To do:
Check each line of the data, and copy those where "message" appears.

(Collected data)
◇ ◇ ◇ ◇
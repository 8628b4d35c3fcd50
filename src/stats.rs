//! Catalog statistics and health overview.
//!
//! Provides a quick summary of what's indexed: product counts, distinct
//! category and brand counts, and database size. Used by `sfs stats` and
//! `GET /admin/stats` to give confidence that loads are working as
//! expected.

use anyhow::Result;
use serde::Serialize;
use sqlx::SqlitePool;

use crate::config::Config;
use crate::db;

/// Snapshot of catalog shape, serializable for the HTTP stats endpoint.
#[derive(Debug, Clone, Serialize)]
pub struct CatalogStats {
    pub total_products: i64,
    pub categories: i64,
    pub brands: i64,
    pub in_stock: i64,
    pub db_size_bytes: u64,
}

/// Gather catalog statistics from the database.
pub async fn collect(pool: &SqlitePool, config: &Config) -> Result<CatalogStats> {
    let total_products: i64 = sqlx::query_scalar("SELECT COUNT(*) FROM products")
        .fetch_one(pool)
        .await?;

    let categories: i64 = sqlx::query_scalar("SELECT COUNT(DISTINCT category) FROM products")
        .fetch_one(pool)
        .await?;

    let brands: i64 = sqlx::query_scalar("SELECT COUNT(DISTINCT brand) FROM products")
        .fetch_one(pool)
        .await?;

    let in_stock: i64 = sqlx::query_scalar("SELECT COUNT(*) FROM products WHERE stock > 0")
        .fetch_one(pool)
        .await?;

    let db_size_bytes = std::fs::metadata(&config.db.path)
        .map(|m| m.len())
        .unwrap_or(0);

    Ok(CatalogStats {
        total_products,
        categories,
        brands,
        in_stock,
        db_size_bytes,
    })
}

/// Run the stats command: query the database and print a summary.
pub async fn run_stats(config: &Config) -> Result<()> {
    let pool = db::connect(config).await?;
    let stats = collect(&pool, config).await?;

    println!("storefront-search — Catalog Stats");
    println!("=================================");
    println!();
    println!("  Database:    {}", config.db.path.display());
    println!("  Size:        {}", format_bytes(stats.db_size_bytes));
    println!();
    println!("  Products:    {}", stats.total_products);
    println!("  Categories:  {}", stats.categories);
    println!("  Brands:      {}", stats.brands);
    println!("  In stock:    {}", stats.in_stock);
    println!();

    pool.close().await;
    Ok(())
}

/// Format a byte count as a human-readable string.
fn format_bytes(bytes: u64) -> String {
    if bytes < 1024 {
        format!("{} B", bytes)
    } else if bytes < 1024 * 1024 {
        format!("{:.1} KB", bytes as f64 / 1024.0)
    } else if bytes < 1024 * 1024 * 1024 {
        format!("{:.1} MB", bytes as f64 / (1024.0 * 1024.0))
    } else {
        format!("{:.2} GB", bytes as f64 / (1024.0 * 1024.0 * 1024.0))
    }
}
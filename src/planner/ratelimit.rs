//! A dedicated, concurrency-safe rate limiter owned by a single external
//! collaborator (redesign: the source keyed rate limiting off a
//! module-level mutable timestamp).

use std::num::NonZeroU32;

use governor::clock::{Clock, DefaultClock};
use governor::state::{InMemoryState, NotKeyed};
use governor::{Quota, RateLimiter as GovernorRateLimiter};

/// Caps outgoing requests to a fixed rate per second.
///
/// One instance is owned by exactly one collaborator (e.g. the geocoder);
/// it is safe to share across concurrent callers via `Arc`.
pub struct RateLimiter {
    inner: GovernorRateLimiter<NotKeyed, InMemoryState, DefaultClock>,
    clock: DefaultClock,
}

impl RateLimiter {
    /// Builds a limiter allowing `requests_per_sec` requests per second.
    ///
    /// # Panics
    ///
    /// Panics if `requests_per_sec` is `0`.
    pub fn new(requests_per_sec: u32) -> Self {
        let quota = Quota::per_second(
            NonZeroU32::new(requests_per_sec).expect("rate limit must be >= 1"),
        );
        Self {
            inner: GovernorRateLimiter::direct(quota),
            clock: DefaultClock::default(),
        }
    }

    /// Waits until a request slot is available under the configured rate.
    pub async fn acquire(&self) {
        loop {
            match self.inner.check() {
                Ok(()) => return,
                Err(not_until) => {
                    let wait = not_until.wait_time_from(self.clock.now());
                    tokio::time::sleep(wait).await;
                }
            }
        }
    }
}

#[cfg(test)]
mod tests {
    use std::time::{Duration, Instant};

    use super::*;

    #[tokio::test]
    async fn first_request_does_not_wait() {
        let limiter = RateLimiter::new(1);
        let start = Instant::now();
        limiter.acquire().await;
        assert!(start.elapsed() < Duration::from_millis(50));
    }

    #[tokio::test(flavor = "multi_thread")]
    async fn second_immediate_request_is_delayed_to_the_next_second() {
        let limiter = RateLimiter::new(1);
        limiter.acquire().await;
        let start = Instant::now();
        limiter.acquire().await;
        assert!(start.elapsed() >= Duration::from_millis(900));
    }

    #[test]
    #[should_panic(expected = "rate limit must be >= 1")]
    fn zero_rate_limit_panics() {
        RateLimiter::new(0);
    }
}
◇ ◇ ◇ ◇
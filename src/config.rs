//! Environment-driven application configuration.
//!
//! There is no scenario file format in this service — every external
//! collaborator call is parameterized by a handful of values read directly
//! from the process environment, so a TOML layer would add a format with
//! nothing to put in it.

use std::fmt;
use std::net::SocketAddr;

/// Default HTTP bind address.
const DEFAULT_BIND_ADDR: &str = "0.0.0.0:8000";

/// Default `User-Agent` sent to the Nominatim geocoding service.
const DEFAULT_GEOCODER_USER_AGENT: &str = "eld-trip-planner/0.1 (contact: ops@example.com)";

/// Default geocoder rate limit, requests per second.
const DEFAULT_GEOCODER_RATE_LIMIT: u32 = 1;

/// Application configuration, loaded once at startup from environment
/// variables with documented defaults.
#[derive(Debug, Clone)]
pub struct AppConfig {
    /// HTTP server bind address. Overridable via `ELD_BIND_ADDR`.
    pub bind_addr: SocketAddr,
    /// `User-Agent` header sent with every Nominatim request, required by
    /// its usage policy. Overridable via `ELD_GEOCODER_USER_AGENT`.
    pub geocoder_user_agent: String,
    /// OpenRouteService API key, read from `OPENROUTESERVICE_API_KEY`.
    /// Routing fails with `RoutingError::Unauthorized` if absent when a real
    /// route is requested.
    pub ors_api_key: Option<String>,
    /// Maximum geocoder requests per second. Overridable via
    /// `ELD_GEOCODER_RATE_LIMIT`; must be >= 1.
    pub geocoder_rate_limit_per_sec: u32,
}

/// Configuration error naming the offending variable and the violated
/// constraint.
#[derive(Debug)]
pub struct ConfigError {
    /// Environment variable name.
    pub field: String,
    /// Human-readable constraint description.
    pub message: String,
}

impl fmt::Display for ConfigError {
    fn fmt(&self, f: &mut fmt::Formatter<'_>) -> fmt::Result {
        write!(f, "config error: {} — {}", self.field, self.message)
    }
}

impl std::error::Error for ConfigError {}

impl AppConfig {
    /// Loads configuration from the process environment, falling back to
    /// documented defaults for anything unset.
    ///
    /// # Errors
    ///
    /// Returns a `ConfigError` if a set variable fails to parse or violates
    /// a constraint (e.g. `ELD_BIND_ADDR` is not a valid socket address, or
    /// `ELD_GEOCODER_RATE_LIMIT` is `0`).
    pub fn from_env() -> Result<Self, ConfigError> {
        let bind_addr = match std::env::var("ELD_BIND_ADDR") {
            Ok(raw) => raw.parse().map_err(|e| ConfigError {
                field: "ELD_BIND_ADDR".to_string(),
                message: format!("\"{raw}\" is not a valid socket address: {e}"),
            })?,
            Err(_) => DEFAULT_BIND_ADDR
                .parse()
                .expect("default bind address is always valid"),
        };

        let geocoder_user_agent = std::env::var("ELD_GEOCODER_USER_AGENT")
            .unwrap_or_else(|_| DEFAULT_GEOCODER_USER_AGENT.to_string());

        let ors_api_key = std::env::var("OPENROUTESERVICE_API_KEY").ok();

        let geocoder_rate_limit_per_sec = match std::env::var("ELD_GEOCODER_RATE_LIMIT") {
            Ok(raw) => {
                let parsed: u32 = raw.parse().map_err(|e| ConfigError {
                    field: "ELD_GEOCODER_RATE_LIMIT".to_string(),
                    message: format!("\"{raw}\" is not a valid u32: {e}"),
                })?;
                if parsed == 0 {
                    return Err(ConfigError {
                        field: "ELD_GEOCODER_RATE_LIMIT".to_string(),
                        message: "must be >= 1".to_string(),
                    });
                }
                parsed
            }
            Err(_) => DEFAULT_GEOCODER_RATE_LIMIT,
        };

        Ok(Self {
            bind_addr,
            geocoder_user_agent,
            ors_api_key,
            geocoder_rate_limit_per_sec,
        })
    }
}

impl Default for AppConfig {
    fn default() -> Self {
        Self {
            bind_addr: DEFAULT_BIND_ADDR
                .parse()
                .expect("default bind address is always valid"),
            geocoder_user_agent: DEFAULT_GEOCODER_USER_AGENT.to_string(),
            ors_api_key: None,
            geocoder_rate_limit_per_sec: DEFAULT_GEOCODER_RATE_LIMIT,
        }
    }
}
◇ ◇ ◇ ◇
Output for this task:
    pub message: String,
        write!(f, "config error: {} — {}", self.field, self.message)
                message: format!("\"{raw}\" is not a valid socket address: {e}"),
                    message: format!("\"{raw}\" is not a valid u32: {e}"),
                        message: "must be >= 1".to_string(),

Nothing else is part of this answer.